LAUSR

Prediabetic subjects display hypersecretion of insulin at basal levels of blood glucose, a phenomenon termed basal hypersecretion. The molecular mechanisms underlying basal hypersecretion and how it may lead to beta cell failure are not well understood. Islets isolated from prediabetic animals and humans have an inherently high mitochondrial proton leak. However, the molecular entity responsible for this leak and its role in basal hypersecretion are not known. We hypothesize that basal secretion is regulated by proton leak mediated by the permeability transition pore (PTP) functioning in a low conductance state.
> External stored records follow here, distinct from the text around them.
use std::cmp::Ordering;

use serde::Serialize;
use serde_json::Value;

use talent_config::{MetadataFields, Ranking};

use crate::{
	candidate::AggregatedCandidate,
	query::{ParsedQuery, QueryIntent},
	seniority::SeniorityLevel,
};

#[derive(Clone, Debug, PartialEq, Serialize)]
pub struct RankedCandidate {
	#[serde(flatten)]
	pub candidate: AggregatedCandidate,
	pub technical_score: f64,
	pub seniority_score: f64,
	pub leadership_score: f64,
	pub experience_score: f64,
	pub total_score: f64,
}

/// Weighted four-signal heuristic over aggregated candidates.
#[derive(Clone, Debug)]
pub struct CandidateRanker {
	weights: Ranking,
	fields: MetadataFields,
	leadership_keywords: Vec<String>,
}
impl CandidateRanker {
	pub fn new(weights: &Ranking, fields: &MetadataFields) -> Self {
		Self {
			weights: weights.clone(),
			fields: fields.clone(),
			leadership_keywords: weights
				.leadership_keywords
				.iter()
				.map(|keyword| keyword.trim().to_lowercase())
				.collect(),
		}
	}

	/// Scores every candidate and sorts by total, highest first. Ties keep input order.
	pub fn rank(&self, candidates: Vec<AggregatedCandidate>, parsed: &ParsedQuery) -> Vec<RankedCandidate> {
		let leadership_relevant = self.is_leadership_relevant(parsed);
		let mut ranked: Vec<RankedCandidate> = candidates
			.into_iter()
			.map(|candidate| self.score(candidate, parsed, leadership_relevant))
			.collect();

		ranked.sort_by(|a, b| b.total_score.partial_cmp(&a.total_score).unwrap_or(Ordering::Equal));

		ranked
	}

	fn score(
		&self,
		candidate: AggregatedCandidate,
		parsed: &ParsedQuery,
		leadership_relevant: bool,
	) -> RankedCandidate {
		let technical_score = self.technical_score(&candidate, parsed);
		let seniority_score = self.seniority_score(&candidate, parsed);
		let leadership_score =
			if leadership_relevant { self.leadership_score(&candidate) } else { 0.0 };
		let experience_score = self.experience_score(&candidate, parsed);
		let total_score = self.weights.technical_weight * technical_score
			+ self.weights.seniority_weight * seniority_score
			+ self.weights.leadership_weight * leadership_score
			+ self.weights.experience_weight * experience_score;

		RankedCandidate {
			candidate,
			technical_score,
			seniority_score,
			leadership_score,
			experience_score,
			total_score,
		}
	}

	fn technical_score(&self, candidate: &AggregatedCandidate, parsed: &ParsedQuery) -> f64 {
		let required = &parsed.required_technologies;

		if required.is_empty() {
			return 1.0;
		}

		let skills = primary_skills(candidate.metadata.get(&self.fields.primary_skills));

		if skills.is_empty() {
			return 0.0;
		}

		let matched = required
			.iter()
			.filter(|tech| {
				let tech = tech.to_lowercase();

				skills.iter().any(|skill| skill.contains(&tech))
			})
			.count();

		(matched as f64 / required.len() as f64).min(1.0)
	}

	fn seniority_score(&self, candidate: &AggregatedCandidate, parsed: &ParsedQuery) -> f64 {
		let Some(min_level) = parsed.min_seniority_level else {
			return 1.0;
		};
		let Some(level) =
			candidate.metadata_str(&self.fields.seniority_level).and_then(SeniorityLevel::from_label)
		else {
			return 0.0;
		};
		let excess = i64::from(level.ordinal()) - i64::from(min_level.ordinal());

		if excess < 0 {
			return 0.0;
		}

		let delta = i64::from(self.weights.max_seniority_delta);

		if delta == 0 {
			return if excess == 0 { 1.0 } else { 0.0 };
		}

		excess.min(delta) as f64 / delta as f64
	}

	fn is_leadership_relevant(&self, parsed: &ParsedQuery) -> bool {
		if parsed.query_intent == QueryIntent::FindBest {
			return true;
		}

		let lowered = parsed.query_text.to_lowercase();

		self.leadership_keywords.iter().any(|keyword| lowered.contains(keyword.as_str()))
	}

	/// Counts distinct leadership keywords present anywhere in the candidate's documents.
	fn leadership_score(&self, candidate: &AggregatedCandidate) -> f64 {
		let text = candidate.documents.join(" ").to_lowercase();
		let hits = self
			.leadership_keywords
			.iter()
			.filter(|keyword| text.contains(keyword.as_str()))
			.count();

		if hits == 0 || hits < self.weights.leadership_keyword_threshold as usize {
			return 0.0;
		}

		self.weights.max_leadership_contribution.min(1.0)
	}

	fn experience_score(&self, candidate: &AggregatedCandidate, parsed: &ParsedQuery) -> f64 {
		let Some(min_years) = parsed.min_years_experience else {
			return 1.0;
		};
		let Some(years) =
			candidate.metadata.get(&self.fields.years_experience).and_then(crate::coerce_years)
		else {
			return 0.0;
		};
		let excess = years - i64::from(min_years);

		if excess < 0 {
			return 0.0;
		}

		(excess as f64 / 10.0).min(1.0)
	}
}

/// Lower-cased skill names from a comma-separated string or a JSON array of strings.
fn primary_skills(value: Option<&Value>) -> Vec<String> {
	let normalize = |skill: &str| {
		let skill = skill.trim().to_lowercase();

		(!skill.is_empty()).then_some(skill)
	};

	match value {
		Some(Value::String(raw)) => raw.split(',').filter_map(normalize).collect(),
		Some(Value::Array(items)) => items.iter().filter_map(Value::as_str).filter_map(normalize).collect(),
		_ => Vec::new(),
	}
}
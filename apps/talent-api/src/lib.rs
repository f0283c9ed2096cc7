pub mod routes;
pub mod state;

use std::{net::SocketAddr, path::PathBuf};

use clap::Parser;
use color_eyre::eyre;
use tokio::net::TcpListener;
use tracing_subscriber::EnvFilter;

use crate::state::AppState;

#[derive(Debug, Parser)]
#[command(
	version = talent_cli::VERSION,
	rename_all = "kebab",
	styles = talent_cli::styles(),
)]
pub struct Args {
	#[arg(long, short = 'c', value_name = "FILE")]
	pub config: PathBuf,
}

pub async fn run(args: Args) -> color_eyre::Result<()> {
	let config = talent_config::load(&args.config)?;

	init_tracing(&config);

	let http_addr: SocketAddr = config.service.http_bind.parse()?;
	let admin_addr: SocketAddr = config.service.admin_bind.parse()?;

	if !admin_addr.ip().is_loopback() {
		return Err(eyre::eyre!("admin_bind must be a loopback address."));
	}

	let state = AppState::new(config).await?;
	let app = routes::router(state.clone());
	let admin_app = routes::admin_router(state);
	let http_listener = TcpListener::bind(http_addr).await?;

	tracing::info!(%http_addr, "HTTP server listening.");

	let admin_listener = TcpListener::bind(admin_addr).await?;

	tracing::info!(%admin_addr, "Admin server listening.");

	tokio::try_join!(axum::serve(http_listener, app), axum::serve(admin_listener, admin_app))?;

	Ok(())
}

fn init_tracing(config: &talent_config::Config) {
	let filter =
		EnvFilter::try_new(&config.service.log_level).unwrap_or_else(|_| EnvFilter::new("info"));

	tracing_subscriber::fmt().with_env_filter(filter).init();
}
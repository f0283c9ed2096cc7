//! Process-local store for tests and small demo corpora.

use std::{
	cmp::Ordering,
	sync::{PoisonError, RwLock},
};

use talent_domain::{candidate::SearchHit, filter::FilterCondition};

use crate::{Error, Result, VectorPoint};

#[derive(Debug)]
pub struct MemoryStore {
	vector_dim: u32,
	points: RwLock<Vec<VectorPoint>>,
}
impl MemoryStore {
	pub fn new(vector_dim: u32) -> Self {
		Self { vector_dim, points: RwLock::new(Vec::new()) }
	}

	/// Inserts new points and replaces those whose id is already stored.
	pub fn upsert(&self, points: Vec<VectorPoint>) -> Result<usize> {
		if let Some(point) = points.iter().find(|point| point.vector.len() != self.vector_dim as usize) {
			return Err(Error::InvalidArgument(format!(
				"Vector for point {} has {} dimensions; expected {}.",
				point.id,
				point.vector.len(),
				self.vector_dim
			)));
		}

		let count = points.len();
		let mut stored = self.points.write().unwrap_or_else(PoisonError::into_inner);

		for point in points {
			match stored.iter_mut().find(|existing| existing.id == point.id) {
				Some(existing) => *existing = point,
				None => stored.push(point),
			}
		}

		Ok(count)
	}

	pub fn search(&self, vector: &[f32], limit: u32, filter: Option<&FilterCondition>) -> Vec<SearchHit> {
		let stored = self.points.read().unwrap_or_else(PoisonError::into_inner);
		let mut hits: Vec<SearchHit> = stored
			.iter()
			.filter(|point| filter.map(|filter| filter.evaluate(&point.metadata).0).unwrap_or(true))
			.map(|point| SearchHit {
				document: point.document.clone(),
				metadata: point.metadata.clone(),
				score: cosine(vector, &point.vector),
			})
			.collect();

		hits.sort_by(|a, b| b.score.partial_cmp(&a.score).unwrap_or(Ordering::Equal));
		hits.truncate(limit as usize);

		hits
	}

	pub fn count(&self) -> u64 {
		self.points.read().unwrap_or_else(PoisonError::into_inner).len() as u64
	}
}

fn cosine(a: &[f32], b: &[f32]) -> f64 {
	let (mut dot, mut norm_a, mut norm_b) = (0.0_f64, 0.0_f64, 0.0_f64);

	for (x, y) in a.iter().zip(b) {
		let (x, y) = (f64::from(*x), f64::from(*y));

		dot += x * y;
		norm_a += x * x;
		norm_b += y * y;
	}

	if norm_a == 0.0 || norm_b == 0.0 {
		return 0.0;
	}

	dot / (norm_a.sqrt() * norm_b.sqrt())
}
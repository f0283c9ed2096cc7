//! Query understanding and candidate ranking.
//!
//! Everything here is synchronous and deterministic. Tables are compiled once from
//! [`talent_config`] sections and then shared by reference.

pub mod candidate;
pub mod filter;
pub mod indexing;
pub mod query;
pub mod ranking;
pub mod seniority;
pub mod skills;

mod error;

pub use error::{Error, Result};

use serde_json::Value;

/// Reads a year count from metadata: integers, floats (truncated), or numeric strings.
pub fn coerce_years(value: &Value) -> Option<i64> {
	match value {
		Value::Number(number) =>
			number.as_i64().or_else(|| number.as_f64().map(|years| years.trunc() as i64)),
		Value::String(raw) => {
			let raw = raw.trim();

			raw.parse::<i64>().ok().or_else(|| {
				raw.parse::<f64>()
					.ok()
					.filter(|years| years.is_finite())
					.map(|years| years.trunc() as i64)
			})
		},
		_ => None,
	}
}
pub type Result<T, E = Error> = std::result::Result<T, E>;

#[derive(Debug, thiserror::Error)]
pub enum Error {
	#[error(transparent)]
	Reqwest(#[from] reqwest::Error),
	#[error(transparent)]
	SerdeJson(#[from] serde_json::Error),
	#[error(transparent)]
	InvalidHeaderName(#[from] reqwest::header::InvalidHeaderName),
	#[error(transparent)]
	InvalidHeaderValue(#[from] reqwest::header::InvalidHeaderValue),
	#[error("{message}")]
	InvalidConfig { message: String },
	#[error("{message}")]
	InvalidResponse { message: String },
	/// The model replied, but no JSON object could be recovered from the text.
	#[error("No JSON object found in LLM output.")]
	MissingJson,
}
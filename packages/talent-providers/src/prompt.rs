/// Substitutes `{name}` placeholders in one pass, so substituted values are never re-expanded.
/// Unknown placeholders are kept verbatim.
pub fn render_template(template: &str, vars: &[(&str, &str)]) -> String {
	let mut out = String::with_capacity(template.len());
	let mut rest = template;

	while let Some(start) = rest.find('{') {
		out.push_str(&rest[..start]);

		let tail = &rest[start + 1..];
		let var = vars
			.iter()
			.find(|(name, _)| tail.starts_with(*name) && tail[name.len()..].starts_with('}'));

		match var {
			Some((name, value)) => {
				out.push_str(value);

				rest = &tail[name.len() + 1..];
			},
			None => {
				out.push('{');

				rest = tail;
			},
		}
	}

	out.push_str(rest);

	out
}
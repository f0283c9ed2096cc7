//! Shared command-line surface for the talent binaries.

use clap::builder::{
	Styles,
	styling::{AnsiColor, Effects},
};

/// Version string shown by `--version`: package version, git SHA and target triple.
pub const VERSION: &str = concat!(
	env!("CARGO_PKG_VERSION"),
	"-",
	env!("VERGEN_GIT_SHA"),
	"-",
	env!("VERGEN_CARGO_TARGET_TRIPLE"),
);

pub fn styles() -> Styles {
	Styles::styled()
		.header(AnsiColor::Red.on_default() | Effects::BOLD)
		.usage(AnsiColor::Red.on_default() | Effects::BOLD)
		.literal(AnsiColor::Cyan.on_default() | Effects::BOLD)
		.placeholder(AnsiColor::Green.on_default())
		.error(AnsiColor::Red.on_default() | Effects::BOLD)
}

#[cfg(test)]
mod tests {
	use super::*;

	#[test]
	fn version_starts_with_package_version() {
		assert!(VERSION.starts_with(env!("CARGO_PKG_VERSION")));
		assert!(VERSION.matches('-').count() >= 2, "Unexpected version string: {VERSION}");
	}
}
Our data indicate that islets from high fat diet animals display basal hypersecretion of insulin, increased mitochondrial proton leak, and increased expression of Cyclophilin D, a PTP regulator. Moreover, acute stimulation of islets with amino acids (leucine/glutamine) and fatty acids (oleate/palmitate) at basal glucose concentrations increases leak. Pharmacological and genetic inhibition of Cyclophilin D reverses nutrient induced islet leak and insulin secretion. Pharmacological stimulation of mitochondrial proton leak is sufficient to induce basal hyper secretion. Inhibition of CypD-mediated proton leak might constitute a novel target to test the role of basal hyperinsulinemia in the development of diabetes and obesity. Disclosure N. Alsabeeh: None. E. Taddeo: None. J.D. Wikstrom: None. E. Ritou: None. L. Stiles: None. M. Liesa: None. O. Shirihai: None.